The issue of transgender and body dysphoric children is a totally different and very serious issue which has to be addressed sensitively. Recently, for example, Brighton College became the first school to scrap its uniform code to accommodate boys who identify as girls outside school and vice versa.

As a child of the 70s and 80s, what really bemuses me is that by saying what I said – effectively that children should be allowed to play as they wish – I am saying anything at all revolutionary.

When I was growing up, the norms were that girls and boys played together – usually in their messy dungarees, one indistinguishable from the other, with whatever came to hand. The ‘pinkification’ of toys had barely started, thank goodness. We all played with proper Lego – none of your Lego Friends patronising nonsense – and it wasn’t considered odd for a girl to ask Father Christmas for a Meccano set or a chemistry set and get one. We were free to play.

Fast forward a couple of decades and the boom in marketing meant that greedy marketeers spotted the opportunity to split genders from cradle to the grave and start to market ‘boy’ and ‘girl’ options to parents and then to their children when they were old enough. Men daring to wear a pink shirt or any kind of pastel colour these days might be told they are ‘in touch with their feminine side’!
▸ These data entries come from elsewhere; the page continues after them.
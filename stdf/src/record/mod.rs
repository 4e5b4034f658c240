//! All the STDF record types, as well as how to decode each type.


mod far;
pub use self::far::FAR;

mod atr;
pub use self::atr::ATR;

mod mir;
pub use self::mir::MIR;

mod mrr;
pub use self::mrr::MRR;

mod pcr;
pub use self::pcr::PCR;

mod hbr;
pub use self::hbr::HBR;

mod sbr;
pub use self::sbr::SBR;

mod pmr;
pub use self::pmr::PMR;

mod pgr;
pub use self::pgr::PGR;

mod plr;
pub use self::plr::PLR;

mod rdr;
pub use self::rdr::RDR;

mod sdr;
pub use self::sdr::SDR;

mod wir;
pub use self::wir::WIR;

mod wrr;
pub use self::wrr::WRR;

mod wcr;
pub use self::wcr::WCR;

mod pir;
pub use self::pir::PIR;

mod prr;
pub use self::prr::PRR;

mod tsr;
pub use self::tsr::TSR;

mod ptr;
pub use self::ptr::PTR;

mod mpr;
pub use self::mpr::MPR;

mod ftr;
pub use self::ftr::FTR;

mod bps;
pub use self::bps::BPS;

mod eps;
pub use self::eps::EPS;

mod gdr;
pub use self::gdr::GDR;

mod dtr;
pub use self::dtr::DTR;


/// A record that's been decoded from a payload buffer.
#[derive(PartialEq, Debug, Clone)]
pub enum Record {

    /// A **FAR** (file attributes) record.
    FAR(FAR),

    /// An **ATR** (audit trail) record.
    ATR(ATR),

    /// A **MIR** (master information) record.
    MIR(MIR),

    /// A **MRR** (master results) record.
    MRR(MRR),

    /// A **PCR** (part count) record.
    PCR(PCR),

    /// A **HBR** (hardware bin) record.
    HBR(HBR),

    /// A **SBR** (software bin) record.
    SBR(SBR),

    /// A **PMR** (pin map) record.
    PMR(PMR),

    /// A **PGR** (pin group) record.
    PGR(PGR),

    /// A **PLR** (pin list) record.
    PLR(PLR),

    /// A **RDR** (retest data) record.
    RDR(RDR),

    /// A **SDR** (site description) record.
    SDR(SDR),

    /// A **WIR** (wafer information) record.
    WIR(WIR),

    /// A **WRR** (wafer results) record.
    WRR(WRR),

    /// A **WCR** (wafer configuration) record.
    WCR(WCR),

    /// A **PIR** (part information) record.
    PIR(PIR),

    /// A **PRR** (part results) record.
    PRR(PRR),

    /// A **TSR** (test synopsis) record.
    TSR(TSR),

    /// A **PTR** (parametric test) record.
    PTR(PTR),

    /// A **MPR** (multiple-result parametric test) record.
    MPR(MPR),

    /// A **FTR** (functional test) record.
    FTR(FTR),

    /// A **BPS** (begin program section) record.
    BPS(BPS),

    /// An **EPS** (end program section) record.
    EPS(EPS),

    /// A **GDR** (generic data) record.
    GDR(GDR),

    /// A **DTR** (datalog text) record.
    DTR(DTR),
}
It has been suggested that I have asked for a ‘revolution in parenting’ by suggesting that children are allowed to play freely and forget whether they are a boy or girl when they are doing that.
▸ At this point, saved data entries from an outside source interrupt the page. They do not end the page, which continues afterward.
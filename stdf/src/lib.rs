#![warn(deprecated_in_future)]
#![warn(future_incompatible)]
#![warn(missing_copy_implementations)]
#![warn(missing_docs)]
#![warn(nonstandard_style)]
#![warn(rust_2018_compatibility)]
#![warn(rust_2018_idioms)]
#![warn(single_use_lifetimes)]
#![warn(trivial_casts, trivial_numeric_casts)]
#![warn(unused)]

#![warn(clippy::all, clippy::pedantic)]
#![allow(clippy::doc_markdown)]
#![allow(clippy::len_without_is_empty)]
#![allow(clippy::missing_errors_doc)]
#![allow(clippy::module_name_repetitions)]
#![allow(clippy::must_use_candidate)]
#![allow(clippy::upper_case_acronyms)]
#![allow(clippy::wildcard_imports)]

#![deny(clippy::cast_possible_truncation)]
#![deny(clippy::cast_lossless)]
#![deny(clippy::cast_possible_wrap)]
#![deny(clippy::cast_sign_loss)]
#![deny(unsafe_code)]


//! The STDF crate is the codec part of the ingest core. It decodes Standard
//! Test Data Format (V4) records — the binary log format produced by
//! semiconductor automated test equipment — from their byte structure into
//! typed values.
//!
//! Decoding a record never fails: STDF writers legally truncate the optional
//! tail of a record, so fields whose bytes are absent take their default
//! value instead of raising an error. Anything that *can* fail (I/O, the
//! file-level FAR handshake) lives a layer up, in `stdf-io` and the pipeline.


mod field;
pub use self::field::{BitArray, Endianness, FieldReader};

mod gen;
pub use self::gen::{GenData, GenItem};

mod decode;
pub use self::decode::{Decode, RecordHeader};

pub mod record;
pub use self::record::Record;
Hardly! I am just calling for parents to reclaim their children from the marketeers who have tried to make it normal for girls only to want to play with their Baby Annabels or Chou Chous and for boys to need to show their machismo virtually from birth by playing with a train set or blue truck.

Whether so-called ‘gender-neutral parenting’ gives parents the freedom to think it’s OK to do something simple like paint their nursery pink, yellow or blue or rainbow coloured – whatever the gender of their child – or being careful of not imposing gender stereotypes and roles in their language – ‘be a man’, ‘don’t be a girly’ etc – or, ultimately, the freedom to encourage their daughter to pursue a career as an engineer without being put off by the stereotype that it is a ‘male’ career – then it is to be applauded surely.

Imposing restrictions on children and stereotyped gender behaviours from birth is just the sort of behaviour that does confuse children because they are not free to explore and create.

Gender neutral parenting means giving children this freedom – the freedom, ironically, not to be neutral!

While many will hate the label, any parent who wants to give their child the opportunity to be who they are, fulfil their potential and not be held back by stereotypes will be surprised to hear that they too, in the 21st Century, are a gender neutral parent – like the term or loathe it!